After locating the line with "fn project_cancelled(world: &mut", reproduce it and all following lines of the listing below exactly, stopping only at the final line.

Stored data
—————
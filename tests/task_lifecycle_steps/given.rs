//! Given steps for task lifecycle BDD scenarios.

use super::world::{Cast, TaskLifecycleWorld, run_async};
use eyre::WrapErr;
use rstest_bdd_macros::given;
use taskhive::{
    project::{
        domain::{ProjectStatus, TaskStatus},
        services::{CreateProjectRequest, CreateTaskRequest},
    },
    team::{
        domain::TeamRole,
        services::{AddMemberRequest, CreateTeamRequest},
    },
    user::{
        domain::{User, UserRole},
        services::{BootstrapAdminRequest, RegisterUserRequest},
    },
};

fn register(
    world: &TaskLifecycleWorld,
    admin: &User,
    username: &str,
    role: UserRole,
) -> eyre::Result<User> {
    let request = RegisterUserRequest::new(
        admin.id(),
        username,
        format!("{username}@example.com"),
        format!("hash-{username}"),
    )
    .with_role(role);
    run_async(world.directory.register_user(request)).wrap_err("register scenario user")
}

fn move_task(world: &mut TaskLifecycleWorld, status: &str) -> eyre::Result<()> {
    let target = TaskStatus::try_from(status)
        .map_err(|err| eyre::eyre!("invalid status in scenario: {err}"))?;
    let developer = world.cast()?.developer.id();
    let task_id = world.task()?.id();
    let moved = run_async(world.tasks.change_status(developer, task_id, target))
        .wrap_err("move task in scenario setup")?;
    world.task = Some(moved);
    Ok(())
}

#[given("a project with a task assigned to a team developer")]
fn project_with_assigned_task(world: &mut TaskLifecycleWorld) -> Result<(), eyre::Report> {
    let admin = run_async(world.directory.bootstrap_admin(BootstrapAdminRequest::new(
        "root",
        "root@example.com",
        "hash-root",
    )))
    .wrap_err("bootstrap administrator")?;
    let manager = register(world, &admin, "pat", UserRole::ProjectManager)?;
    let developer = register(world, &admin, "dana", UserRole::Developer)?;

    let team = run_async(
        world
            .teams
            .create_team(CreateTeamRequest::new(manager.id(), "Platform")),
    )
    .wrap_err("create team")?;
    run_async(world.teams.add_member(
        AddMemberRequest::new(manager.id(), team.id(), developer.id())
            .with_role(TeamRole::Developer),
    ))
    .wrap_err("add developer")?;
    let project = run_async(
        world
            .projects
            .create_project(CreateProjectRequest::new(manager.id(), team.id(), "Launch")),
    )
    .wrap_err("create project")?;
    let task = run_async(
        world
            .tasks
            .create_task(CreateTaskRequest::new(developer.id(), project.id(), "Build")),
    )
    .wrap_err("create task")?;
    let assigned = run_async(world.tasks.assign_task(manager.id(), task.id(), developer.id()))
        .wrap_err("assign task")?;

    world.task = Some(assigned);
    world.cast = Some(Cast {
        admin,
        manager,
        developer,
        outsider: None,
    });
    Ok(())
}

#[given(r#"the task has been moved to "{status}""#)]
fn task_moved_to(world: &mut TaskLifecycleWorld, status: String) -> Result<(), eyre::Report> {
    move_task(world, &status)
}

#[given(r#"the task has been moved through "{first}" to "{second}""#)]
fn task_moved_through(
    world: &mut TaskLifecycleWorld,
    first: String,
    second: String,
) -> Result<(), eyre::Report> {
    move_task(world, &first)?;
    move_task(world, &second)
}

#[given("a developer outside the team")]
fn developer_outside_team(world: &mut TaskLifecycleWorld) -> Result<(), eyre::Report> {
    let admin = world.cast()?.admin.clone();
    let outsider = register(world, &admin, "olly", UserRole::Developer)?;
    let cast = world
        .cast
        .as_mut()
        .ok_or_else(|| eyre::eyre!("missing participants in scenario world"))?;
    cast.outsider = Some(outsider);
    Ok(())
}

#[given("the project has been cancelled")]
fn project_cancelled(world: &mut TaskLifecycleWorld) -> Result<(), eyre::Report> {
    let manager = world.cast()?.manager.id();
    let project_id = world.task()?.project_id();
    run_async(
        world
            .projects
            .change_status(manager, project_id, ProjectStatus::Cancelled),
    )
    .wrap_err("cancel project in scenario setup")?;
    Ok(())
}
—————
Solution to the exercise
fn project_cancelled(world: &mut TaskLifecycleWorld) -> Result<(), eyre::Report> {
    let manager = world.cast()?.manager.id();
    let project_id = world.task()?.project_id();
    run_async(
        world
            .projects
            .change_status(manager, project_id, ProjectStatus::Cancelled),
    )
    .wrap_err("cancel project in scenario setup")?;
    Ok(())
}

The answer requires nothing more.